*** Data section Section Begins ***

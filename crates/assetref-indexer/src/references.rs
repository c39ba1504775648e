//! Reference search over the indexed candidate documents.

use crate::codec::{CocosUuidCodec, TokenCodec};
use crate::meta::{self, IdentifierExtractor, SidecarUuid};
use crate::{AssetIndex, IndexerError};
use memchr::memmem::Finder;
use serde::Serialize;
use std::path::{Path, PathBuf};
use std::sync::Arc;
use std::time::Instant;
use tokio::sync::Semaphore;
use tokio::task::JoinSet;
use tracing::{debug, info, warn};

const DEFAULT_MAX_CONCURRENT_READS: usize = 64;

/// Result of a reference query.
#[derive(Debug, Clone, Serialize)]
pub struct ReferenceReport {
    /// File whose references were searched for
    pub target: PathBuf,
    /// Identifier read from the target's sidecar
    pub uuid: String,
    /// Compressed token searched for
    pub token: String,
    /// Matching documents, sorted by path
    pub matches: Vec<PathBuf>,
    /// Set when the seed scan failed and the index was only partially known
    #[serde(skip_serializing_if = "Option::is_none")]
    pub degraded: Option<String>,
}

impl ReferenceReport {
    pub fn count(&self) -> usize {
        self.matches.len()
    }
}

/// Answers "which candidate documents mention this file?".
///
/// Stateless per query; all state lives in the shared [`AssetIndex`].
#[derive(Clone)]
pub struct ReferenceScanner {
    index: AssetIndex,
    codec: Arc<dyn TokenCodec>,
    extractor: Arc<dyn IdentifierExtractor>,
    max_concurrent_reads: usize,
}

impl ReferenceScanner {
    /// Scanner using the Cocos uuid codec and the sidecar `"uuid"` field.
    pub fn new(index: AssetIndex) -> Self {
        Self {
            index,
            codec: Arc::new(CocosUuidCodec::new()),
            extractor: Arc::new(SidecarUuid::new()),
            max_concurrent_reads: DEFAULT_MAX_CONCURRENT_READS,
        }
    }

    pub fn with_codec(mut self, codec: impl TokenCodec + 'static) -> Self {
        self.codec = Arc::new(codec);
        self
    }

    pub fn with_extractor(mut self, extractor: impl IdentifierExtractor + 'static) -> Self {
        self.extractor = Arc::new(extractor);
        self
    }

    pub fn with_max_concurrent_reads(mut self, limit: usize) -> Self {
        self.max_concurrent_reads = limit.max(1);
        self
    }

    pub fn index(&self) -> &AssetIndex {
        &self.index
    }

    /// Find every candidate document that embeds `target`'s token.
    ///
    /// Fails with [`IndexerError::MetadataNotFound`] or
    /// [`IndexerError::IdentifierMissing`] before the index is touched. A
    /// failed seed scan does not fail the query: it is reported through
    /// [`ReferenceReport::degraded`] and the search runs over whatever the
    /// index holds. Unreadable candidates are skipped.
    pub async fn find_references(&self, target: &Path) -> Result<ReferenceReport, IndexerError> {
        let start = Instant::now();

        let uuid = meta::read_identifier(target, self.extractor.as_ref()).await?;
        let token = self.codec.compress(&uuid);
        debug!(target = %target.display(), uuid = %uuid, token = %token, "Resolved token");

        let degraded = match self.index.ensure_fresh().await {
            Ok(()) => None,
            Err(e) => {
                let err = IndexerError::IndexUnavailable(e.to_string());
                warn!(error = %err, "Searching a partial index");
                Some(err.to_string())
            }
        };

        let candidates = self.index.snapshot();
        let scanned = candidates.len();
        let matches = self.scan_candidates(candidates, &token).await;

        info!(
            target = %target.display(),
            scanned,
            matches = matches.len(),
            duration_ms = start.elapsed().as_millis() as u64,
            "Reference search complete"
        );

        Ok(ReferenceReport {
            target: target.to_path_buf(),
            uuid,
            token,
            matches,
            degraded,
        })
    }

    // Documents are searched as raw bytes; stray non-UTF-8 bytes don't hide a match.
    async fn scan_candidates(&self, candidates: Vec<PathBuf>, token: &str) -> Vec<PathBuf> {
        let finder = Arc::new(Finder::new(token.as_bytes()).into_owned());
        let limit = Arc::new(Semaphore::new(self.max_concurrent_reads));
        let mut reads = JoinSet::new();

        for path in candidates {
            let finder = finder.clone();
            let limit = limit.clone();
            reads.spawn(async move {
                let _permit = limit.acquire_owned().await.ok()?;
                match tokio::fs::read(&path).await {
                    Ok(content) => finder.find(&content).is_some().then_some(path),
                    Err(e) => {
                        warn!(path = %path.display(), error = %e, "Skipping unreadable candidate");
                        None
                    }
                }
            });
        }

        let mut matches = Vec::new();
        while let Some(joined) = reads.join_next().await {
            match joined {
                Ok(Some(path)) => matches.push(path),
                Ok(None) => {}
                Err(e) => warn!(error = %e, "Candidate read task failed"),
            }
        }

        matches.sort();
        matches
    }
}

*** Data section Section Ends ***

* [Exercise]
If a line of the material contains the word "async", pick it out and copy it.

* [Finished task]
    pub async fn find_references(&self, target: &Path) -> Result<ReferenceReport, IndexerError> {
    async fn scan_candidates(&self, candidates: Vec<PathBuf>, token: &str) -> Vec<PathBuf> {
            reads.spawn(async move {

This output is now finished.